**ACTIVITY**. Extract each line from the entries below that has the string "trimmed" in it.
(DATA SHOWN Opens)
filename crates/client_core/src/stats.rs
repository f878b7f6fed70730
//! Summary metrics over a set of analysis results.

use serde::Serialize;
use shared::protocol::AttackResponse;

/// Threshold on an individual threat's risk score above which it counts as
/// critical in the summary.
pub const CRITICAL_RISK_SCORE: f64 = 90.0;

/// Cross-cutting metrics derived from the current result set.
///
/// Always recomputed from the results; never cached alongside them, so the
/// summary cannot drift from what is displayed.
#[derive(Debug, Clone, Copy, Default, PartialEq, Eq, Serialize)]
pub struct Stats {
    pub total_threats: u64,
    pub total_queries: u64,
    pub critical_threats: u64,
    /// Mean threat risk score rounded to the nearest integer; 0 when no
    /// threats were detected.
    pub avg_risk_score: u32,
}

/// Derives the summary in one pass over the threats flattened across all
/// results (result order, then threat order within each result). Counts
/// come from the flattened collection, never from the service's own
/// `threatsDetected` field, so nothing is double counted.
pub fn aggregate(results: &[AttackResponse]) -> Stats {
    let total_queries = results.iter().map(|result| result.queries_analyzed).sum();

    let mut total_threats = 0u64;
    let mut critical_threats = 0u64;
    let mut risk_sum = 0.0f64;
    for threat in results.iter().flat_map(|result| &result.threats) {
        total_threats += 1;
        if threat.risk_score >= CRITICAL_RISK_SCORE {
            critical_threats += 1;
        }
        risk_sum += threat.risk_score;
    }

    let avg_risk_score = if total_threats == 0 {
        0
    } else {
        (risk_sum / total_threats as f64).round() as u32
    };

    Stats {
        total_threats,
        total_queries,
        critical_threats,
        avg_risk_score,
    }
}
(DATA SHOWN Closes)
(DATA SHOWN Opens)
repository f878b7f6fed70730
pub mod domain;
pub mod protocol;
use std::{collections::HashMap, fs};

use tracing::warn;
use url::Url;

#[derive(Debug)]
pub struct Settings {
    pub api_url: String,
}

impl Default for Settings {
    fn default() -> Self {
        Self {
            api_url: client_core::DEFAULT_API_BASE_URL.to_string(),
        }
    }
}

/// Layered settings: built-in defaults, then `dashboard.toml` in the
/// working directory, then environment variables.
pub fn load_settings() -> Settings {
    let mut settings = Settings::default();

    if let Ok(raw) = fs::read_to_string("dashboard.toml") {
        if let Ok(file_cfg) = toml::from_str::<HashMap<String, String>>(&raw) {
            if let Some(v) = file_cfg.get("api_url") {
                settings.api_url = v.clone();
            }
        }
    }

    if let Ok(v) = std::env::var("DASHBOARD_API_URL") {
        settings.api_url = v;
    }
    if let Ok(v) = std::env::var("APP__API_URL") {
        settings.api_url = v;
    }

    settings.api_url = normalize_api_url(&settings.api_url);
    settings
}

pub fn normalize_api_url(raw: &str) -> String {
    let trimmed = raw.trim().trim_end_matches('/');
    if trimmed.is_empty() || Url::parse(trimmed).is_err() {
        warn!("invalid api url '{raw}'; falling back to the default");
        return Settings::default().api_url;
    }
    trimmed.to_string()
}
(DATA SHOWN Closes)
**EXERCISE OUTPUT**.
    let trimmed = raw.trim().trim_end_matches('/');
    if trimmed.is_empty() || Url::parse(trimmed).is_err() {
    trimmed.to_string()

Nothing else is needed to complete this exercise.